#### [TASK DIRECTIONS]
Repeat every record exactly as written.

[Saved data entries]

>>>>>

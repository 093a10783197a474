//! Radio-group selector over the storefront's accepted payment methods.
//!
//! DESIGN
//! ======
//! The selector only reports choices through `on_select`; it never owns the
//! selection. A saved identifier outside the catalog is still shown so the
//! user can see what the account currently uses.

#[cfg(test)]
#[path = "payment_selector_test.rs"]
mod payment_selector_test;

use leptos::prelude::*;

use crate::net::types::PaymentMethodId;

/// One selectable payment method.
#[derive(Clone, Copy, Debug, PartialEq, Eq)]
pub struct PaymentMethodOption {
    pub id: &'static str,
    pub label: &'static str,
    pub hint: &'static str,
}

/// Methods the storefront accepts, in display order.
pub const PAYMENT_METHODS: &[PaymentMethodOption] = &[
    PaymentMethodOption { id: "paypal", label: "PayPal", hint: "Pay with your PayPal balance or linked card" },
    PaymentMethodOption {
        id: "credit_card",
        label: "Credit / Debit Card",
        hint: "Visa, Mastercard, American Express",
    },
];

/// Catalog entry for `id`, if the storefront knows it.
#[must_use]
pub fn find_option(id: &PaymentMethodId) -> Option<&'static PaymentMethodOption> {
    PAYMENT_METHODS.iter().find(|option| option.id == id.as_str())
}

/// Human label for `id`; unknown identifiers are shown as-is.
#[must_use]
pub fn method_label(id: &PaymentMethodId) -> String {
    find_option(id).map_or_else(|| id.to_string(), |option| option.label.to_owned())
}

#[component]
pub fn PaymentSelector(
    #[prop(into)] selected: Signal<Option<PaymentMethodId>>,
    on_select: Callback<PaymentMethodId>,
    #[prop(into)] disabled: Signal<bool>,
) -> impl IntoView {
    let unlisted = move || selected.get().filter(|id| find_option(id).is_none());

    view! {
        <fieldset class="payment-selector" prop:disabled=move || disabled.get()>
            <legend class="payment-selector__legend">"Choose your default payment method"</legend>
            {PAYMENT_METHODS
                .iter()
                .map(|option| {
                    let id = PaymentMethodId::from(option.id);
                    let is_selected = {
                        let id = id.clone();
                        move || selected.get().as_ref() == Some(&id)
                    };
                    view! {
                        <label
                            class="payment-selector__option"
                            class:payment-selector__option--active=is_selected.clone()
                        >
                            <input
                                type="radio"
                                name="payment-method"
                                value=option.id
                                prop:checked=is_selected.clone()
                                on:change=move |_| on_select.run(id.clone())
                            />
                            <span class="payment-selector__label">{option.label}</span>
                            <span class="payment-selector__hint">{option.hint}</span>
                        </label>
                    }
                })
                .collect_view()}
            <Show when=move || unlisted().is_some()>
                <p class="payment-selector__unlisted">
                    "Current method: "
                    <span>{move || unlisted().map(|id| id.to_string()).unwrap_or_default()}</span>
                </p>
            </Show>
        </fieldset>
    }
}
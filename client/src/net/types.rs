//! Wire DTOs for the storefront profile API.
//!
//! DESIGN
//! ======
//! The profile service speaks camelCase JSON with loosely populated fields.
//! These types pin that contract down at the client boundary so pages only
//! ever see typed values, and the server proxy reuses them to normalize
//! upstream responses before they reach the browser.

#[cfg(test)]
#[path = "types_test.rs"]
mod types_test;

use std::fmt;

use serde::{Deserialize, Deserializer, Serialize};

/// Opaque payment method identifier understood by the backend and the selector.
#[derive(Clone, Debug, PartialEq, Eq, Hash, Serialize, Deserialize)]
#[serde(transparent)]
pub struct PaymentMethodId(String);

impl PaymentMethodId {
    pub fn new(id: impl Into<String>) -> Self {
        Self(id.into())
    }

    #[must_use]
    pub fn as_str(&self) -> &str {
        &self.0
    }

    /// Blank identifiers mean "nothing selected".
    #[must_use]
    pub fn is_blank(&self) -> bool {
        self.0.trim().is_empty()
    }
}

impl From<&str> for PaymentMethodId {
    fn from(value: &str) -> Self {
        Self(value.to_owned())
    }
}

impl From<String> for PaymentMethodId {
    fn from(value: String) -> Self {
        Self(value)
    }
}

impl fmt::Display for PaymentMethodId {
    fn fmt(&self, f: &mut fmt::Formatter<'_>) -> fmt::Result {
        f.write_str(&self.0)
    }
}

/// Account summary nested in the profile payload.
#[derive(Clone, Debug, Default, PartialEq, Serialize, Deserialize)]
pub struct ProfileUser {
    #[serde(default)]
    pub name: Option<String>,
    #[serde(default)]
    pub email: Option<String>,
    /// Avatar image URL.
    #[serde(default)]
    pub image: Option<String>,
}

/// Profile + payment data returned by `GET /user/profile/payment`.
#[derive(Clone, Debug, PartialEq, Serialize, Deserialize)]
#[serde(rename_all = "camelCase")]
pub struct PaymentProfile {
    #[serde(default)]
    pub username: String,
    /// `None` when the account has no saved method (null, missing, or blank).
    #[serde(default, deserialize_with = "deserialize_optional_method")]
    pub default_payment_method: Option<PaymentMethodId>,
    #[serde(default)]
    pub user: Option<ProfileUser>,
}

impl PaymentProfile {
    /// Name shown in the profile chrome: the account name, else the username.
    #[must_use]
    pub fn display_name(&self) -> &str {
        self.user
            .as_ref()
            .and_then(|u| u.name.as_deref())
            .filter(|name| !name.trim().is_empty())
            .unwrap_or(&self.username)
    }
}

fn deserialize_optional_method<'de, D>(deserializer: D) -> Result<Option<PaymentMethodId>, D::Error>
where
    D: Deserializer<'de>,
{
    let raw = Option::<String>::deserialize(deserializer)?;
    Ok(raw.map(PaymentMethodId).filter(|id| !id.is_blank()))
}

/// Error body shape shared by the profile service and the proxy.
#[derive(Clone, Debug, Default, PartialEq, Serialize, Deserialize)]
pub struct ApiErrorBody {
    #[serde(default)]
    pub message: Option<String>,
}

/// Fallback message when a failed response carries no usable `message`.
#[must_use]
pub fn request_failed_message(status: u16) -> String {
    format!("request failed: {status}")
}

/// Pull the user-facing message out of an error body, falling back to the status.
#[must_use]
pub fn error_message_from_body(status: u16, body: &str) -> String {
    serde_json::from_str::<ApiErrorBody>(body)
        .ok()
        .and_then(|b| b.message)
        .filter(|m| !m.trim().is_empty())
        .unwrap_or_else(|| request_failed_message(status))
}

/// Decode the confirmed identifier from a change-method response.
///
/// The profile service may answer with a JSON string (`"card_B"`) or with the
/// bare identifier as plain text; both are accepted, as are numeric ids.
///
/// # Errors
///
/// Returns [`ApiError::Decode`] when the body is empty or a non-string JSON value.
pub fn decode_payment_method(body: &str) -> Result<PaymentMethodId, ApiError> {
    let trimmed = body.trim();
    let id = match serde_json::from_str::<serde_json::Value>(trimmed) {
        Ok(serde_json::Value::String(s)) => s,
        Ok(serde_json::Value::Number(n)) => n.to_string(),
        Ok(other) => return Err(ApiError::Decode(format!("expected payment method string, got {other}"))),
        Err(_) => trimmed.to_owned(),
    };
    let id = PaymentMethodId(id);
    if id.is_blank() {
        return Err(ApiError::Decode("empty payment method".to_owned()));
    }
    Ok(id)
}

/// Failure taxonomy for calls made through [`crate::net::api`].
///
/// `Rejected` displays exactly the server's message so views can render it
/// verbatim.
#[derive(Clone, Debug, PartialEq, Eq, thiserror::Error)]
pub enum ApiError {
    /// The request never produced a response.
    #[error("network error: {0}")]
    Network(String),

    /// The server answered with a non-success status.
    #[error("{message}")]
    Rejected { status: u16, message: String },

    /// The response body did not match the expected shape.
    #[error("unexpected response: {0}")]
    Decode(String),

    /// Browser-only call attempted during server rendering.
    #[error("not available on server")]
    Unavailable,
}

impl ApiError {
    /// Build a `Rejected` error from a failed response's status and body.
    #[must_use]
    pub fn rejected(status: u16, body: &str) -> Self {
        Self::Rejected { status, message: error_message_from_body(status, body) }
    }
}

<<<<<

#### [ANSWER TO THIS PROBLEM]
repository 093a10783197a474
//! Radio-group selector over the storefront's accepted payment methods.
//!
//! DESIGN
//! ======
//! The selector only reports choices through `on_select`; it never owns the
//! selection. A saved identifier outside the catalog is still shown so the
//! user can see what the account currently uses.

#[cfg(test)]
#[path = "payment_selector_test.rs"]
mod payment_selector_test;

use leptos::prelude::*;

use crate::net::types::PaymentMethodId;

/// One selectable payment method.
#[derive(Clone, Copy, Debug, PartialEq, Eq)]
pub struct PaymentMethodOption {
    pub id: &'static str,
    pub label: &'static str,
    pub hint: &'static str,
}

/// Methods the storefront accepts, in display order.
pub const PAYMENT_METHODS: &[PaymentMethodOption] = &[
    PaymentMethodOption { id: "paypal", label: "PayPal", hint: "Pay with your PayPal balance or linked card" },
    PaymentMethodOption {
        id: "credit_card",
        label: "Credit / Debit Card",
        hint: "Visa, Mastercard, American Express",
    },
];

/// Catalog entry for `id`, if the storefront knows it.
#[must_use]
pub fn find_option(id: &PaymentMethodId) -> Option<&'static PaymentMethodOption> {
    PAYMENT_METHODS.iter().find(|option| option.id == id.as_str())
}

/// Human label for `id`; unknown identifiers are shown as-is.
#[must_use]
pub fn method_label(id: &PaymentMethodId) -> String {
    find_option(id).map_or_else(|| id.to_string(), |option| option.label.to_owned())
}

#[component]
pub fn PaymentSelector(
    #[prop(into)] selected: Signal<Option<PaymentMethodId>>,
    on_select: Callback<PaymentMethodId>,
    #[prop(into)] disabled: Signal<bool>,
) -> impl IntoView {
    let unlisted = move || selected.get().filter(|id| find_option(id).is_none());

    view! {
        <fieldset class="payment-selector" prop:disabled=move || disabled.get()>
            <legend class="payment-selector__legend">"Choose your default payment method"</legend>
            {PAYMENT_METHODS
                .iter()
                .map(|option| {
                    let id = PaymentMethodId::from(option.id);
                    let is_selected = {
                        let id = id.clone();
                        move || selected.get().as_ref() == Some(&id)
                    };
                    view! {
                        <label
                            class="payment-selector__option"
                            class:payment-selector__option--active=is_selected.clone()
                        >
                            <input
                                type="radio"
                                name="payment-method"
                                value=option.id
                                prop:checked=is_selected.clone()
                                on:change=move |_| on_select.run(id.clone())
                            />
                            <span class="payment-selector__label">{option.label}</span>
                            <span class="payment-selector__hint">{option.hint}</span>
                        </label>
                    }
                })
                .collect_view()}
            <Show when=move || unlisted().is_some()>
                <p class="payment-selector__unlisted">
                    "Current method: "
                    <span>{move || unlisted().map(|id| id.to_string()).unwrap_or_default()}</span>
                </p>
            </Show>
        </fieldset>
    }
}
filename client/src/net/types.rs
//! Wire DTOs for the storefront profile API.
//!
//! DESIGN
//! ======
//! The profile service speaks camelCase JSON with loosely populated fields.
//! These types pin that contract down at the client boundary so pages only
//! ever see typed values, and the server proxy reuses them to normalize
//! upstream responses before they reach the browser.

#[cfg(test)]
#[path = "types_test.rs"]
mod types_test;

use std::fmt;

use serde::{Deserialize, Deserializer, Serialize};

/// Opaque payment method identifier understood by the backend and the selector.
#[derive(Clone, Debug, PartialEq, Eq, Hash, Serialize, Deserialize)]
#[serde(transparent)]
pub struct PaymentMethodId(String);

impl PaymentMethodId {
    pub fn new(id: impl Into<String>) -> Self {
        Self(id.into())
    }

    #[must_use]
    pub fn as_str(&self) -> &str {
        &self.0
    }

    /// Blank identifiers mean "nothing selected".
    #[must_use]
    pub fn is_blank(&self) -> bool {
        self.0.trim().is_empty()
    }
}

impl From<&str> for PaymentMethodId {
    fn from(value: &str) -> Self {
        Self(value.to_owned())
    }
}

impl From<String> for PaymentMethodId {
    fn from(value: String) -> Self {
        Self(value)
    }
}

impl fmt::Display for PaymentMethodId {
    fn fmt(&self, f: &mut fmt::Formatter<'_>) -> fmt::Result {
        f.write_str(&self.0)
    }
}

/// Account summary nested in the profile payload.
#[derive(Clone, Debug, Default, PartialEq, Serialize, Deserialize)]
pub struct ProfileUser {
    #[serde(default)]
    pub name: Option<String>,
    #[serde(default)]
    pub email: Option<String>,
    /// Avatar image URL.
    #[serde(default)]
    pub image: Option<String>,
}

/// Profile + payment data returned by `GET /user/profile/payment`.
#[derive(Clone, Debug, PartialEq, Serialize, Deserialize)]
#[serde(rename_all = "camelCase")]
pub struct PaymentProfile {
    #[serde(default)]
    pub username: String,
    /// `None` when the account has no saved method (null, missing, or blank).
    #[serde(default, deserialize_with = "deserialize_optional_method")]
    pub default_payment_method: Option<PaymentMethodId>,
    #[serde(default)]
    pub user: Option<ProfileUser>,
}

impl PaymentProfile {
    /// Name shown in the profile chrome: the account name, else the username.
    #[must_use]
    pub fn display_name(&self) -> &str {
        self.user
            .as_ref()
            .and_then(|u| u.name.as_deref())
            .filter(|name| !name.trim().is_empty())
            .unwrap_or(&self.username)
    }
}

fn deserialize_optional_method<'de, D>(deserializer: D) -> Result<Option<PaymentMethodId>, D::Error>
where
    D: Deserializer<'de>,
{
    let raw = Option::<String>::deserialize(deserializer)?;
    Ok(raw.map(PaymentMethodId).filter(|id| !id.is_blank()))
}

/// Error body shape shared by the profile service and the proxy.
#[derive(Clone, Debug, Default, PartialEq, Serialize, Deserialize)]
pub struct ApiErrorBody {
    #[serde(default)]
    pub message: Option<String>,
}

/// Fallback message when a failed response carries no usable `message`.
#[must_use]
pub fn request_failed_message(status: u16) -> String {
    format!("request failed: {status}")
}

/// Pull the user-facing message out of an error body, falling back to the status.
#[must_use]
pub fn error_message_from_body(status: u16, body: &str) -> String {
    serde_json::from_str::<ApiErrorBody>(body)
        .ok()
        .and_then(|b| b.message)
        .filter(|m| !m.trim().is_empty())
        .unwrap_or_else(|| request_failed_message(status))
}

/// Decode the confirmed identifier from a change-method response.
///
/// The profile service may answer with a JSON string (`"card_B"`) or with the
/// bare identifier as plain text; both are accepted, as are numeric ids.
///
/// # Errors
///
/// Returns [`ApiError::Decode`] when the body is empty or a non-string JSON value.
pub fn decode_payment_method(body: &str) -> Result<PaymentMethodId, ApiError> {
    let trimmed = body.trim();
    let id = match serde_json::from_str::<serde_json::Value>(trimmed) {
        Ok(serde_json::Value::String(s)) => s,
        Ok(serde_json::Value::Number(n)) => n.to_string(),
        Ok(other) => return Err(ApiError::Decode(format!("expected payment method string, got {other}"))),
        Err(_) => trimmed.to_owned(),
    };
    let id = PaymentMethodId(id);
    if id.is_blank() {
        return Err(ApiError::Decode("empty payment method".to_owned()));
    }
    Ok(id)
}

/// Failure taxonomy for calls made through [`crate::net::api`].
///
/// `Rejected` displays exactly the server's message so views can render it
/// verbatim.
#[derive(Clone, Debug, PartialEq, Eq, thiserror::Error)]
pub enum ApiError {
    /// The request never produced a response.
    #[error("network error: {0}")]
    Network(String),

    /// The server answered with a non-success status.
    #[error("{message}")]
    Rejected { status: u16, message: String },

    /// The response body did not match the expected shape.
    #[error("unexpected response: {0}")]
    Decode(String),

    /// Browser-only call attempted during server rendering.
    #[error("not available on server")]
    Unavailable,
}

impl ApiError {
    /// Build a `Rejected` error from a failed response's status and body.
    #[must_use]
    pub fn rejected(status: u16, body: &str) -> Self {
        Self::Rejected { status, message: error_message_from_body(status, body) }
    }
}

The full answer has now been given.